(Task description):
Check each line of the material below for the string "Clone", then report how many lines have it, and nothing else.

+++

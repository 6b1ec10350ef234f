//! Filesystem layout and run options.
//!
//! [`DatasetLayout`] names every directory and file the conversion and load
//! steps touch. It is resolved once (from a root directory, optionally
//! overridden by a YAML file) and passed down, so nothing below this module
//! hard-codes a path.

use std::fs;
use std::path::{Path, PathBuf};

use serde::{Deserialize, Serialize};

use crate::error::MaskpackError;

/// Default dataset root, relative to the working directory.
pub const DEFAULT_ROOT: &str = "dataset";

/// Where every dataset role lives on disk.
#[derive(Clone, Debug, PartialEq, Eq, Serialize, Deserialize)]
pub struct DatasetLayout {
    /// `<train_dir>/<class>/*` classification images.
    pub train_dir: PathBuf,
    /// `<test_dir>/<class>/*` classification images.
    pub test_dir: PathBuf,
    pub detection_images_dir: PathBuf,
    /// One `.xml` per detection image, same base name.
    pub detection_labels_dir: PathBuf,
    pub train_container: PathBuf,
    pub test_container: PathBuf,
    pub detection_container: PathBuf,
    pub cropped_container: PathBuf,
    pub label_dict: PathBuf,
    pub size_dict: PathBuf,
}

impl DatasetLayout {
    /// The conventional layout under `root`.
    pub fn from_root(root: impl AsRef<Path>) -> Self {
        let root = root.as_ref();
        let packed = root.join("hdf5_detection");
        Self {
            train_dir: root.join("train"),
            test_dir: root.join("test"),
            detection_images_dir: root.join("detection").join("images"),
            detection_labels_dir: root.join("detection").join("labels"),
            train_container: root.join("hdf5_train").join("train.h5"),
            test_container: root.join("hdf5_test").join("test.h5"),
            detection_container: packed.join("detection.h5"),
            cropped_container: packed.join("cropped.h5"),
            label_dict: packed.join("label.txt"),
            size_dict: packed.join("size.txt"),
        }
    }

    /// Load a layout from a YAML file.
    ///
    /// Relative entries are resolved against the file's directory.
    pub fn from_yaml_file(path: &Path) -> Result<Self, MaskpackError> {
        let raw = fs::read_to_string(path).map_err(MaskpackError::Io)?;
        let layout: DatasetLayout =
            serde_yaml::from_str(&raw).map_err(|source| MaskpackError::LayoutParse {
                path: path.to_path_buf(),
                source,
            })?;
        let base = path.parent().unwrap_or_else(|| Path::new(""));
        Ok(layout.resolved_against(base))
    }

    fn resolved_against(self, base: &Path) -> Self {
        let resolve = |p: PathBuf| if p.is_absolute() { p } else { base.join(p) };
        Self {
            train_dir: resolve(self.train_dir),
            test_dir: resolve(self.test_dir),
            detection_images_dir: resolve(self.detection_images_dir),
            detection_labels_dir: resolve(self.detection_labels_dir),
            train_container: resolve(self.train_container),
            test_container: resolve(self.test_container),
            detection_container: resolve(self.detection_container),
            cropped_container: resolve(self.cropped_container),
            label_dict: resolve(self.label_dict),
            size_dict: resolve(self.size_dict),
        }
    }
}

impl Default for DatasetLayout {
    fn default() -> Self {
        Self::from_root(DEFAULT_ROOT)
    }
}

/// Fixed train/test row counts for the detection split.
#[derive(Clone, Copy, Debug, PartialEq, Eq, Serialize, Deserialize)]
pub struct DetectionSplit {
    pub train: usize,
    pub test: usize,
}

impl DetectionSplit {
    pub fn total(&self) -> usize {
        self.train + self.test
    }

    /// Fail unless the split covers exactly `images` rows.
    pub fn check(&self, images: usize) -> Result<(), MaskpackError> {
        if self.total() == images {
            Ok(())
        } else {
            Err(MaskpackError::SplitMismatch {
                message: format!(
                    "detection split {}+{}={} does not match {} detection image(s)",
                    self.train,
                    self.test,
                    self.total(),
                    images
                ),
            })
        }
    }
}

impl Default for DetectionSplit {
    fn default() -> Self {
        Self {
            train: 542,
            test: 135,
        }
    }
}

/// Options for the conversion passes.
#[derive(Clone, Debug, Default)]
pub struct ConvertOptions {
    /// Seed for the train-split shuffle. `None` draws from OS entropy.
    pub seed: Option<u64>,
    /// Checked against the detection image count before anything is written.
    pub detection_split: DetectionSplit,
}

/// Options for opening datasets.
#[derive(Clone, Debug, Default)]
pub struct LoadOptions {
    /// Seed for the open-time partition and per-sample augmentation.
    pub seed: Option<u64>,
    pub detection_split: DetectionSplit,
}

+++

(Solution):
4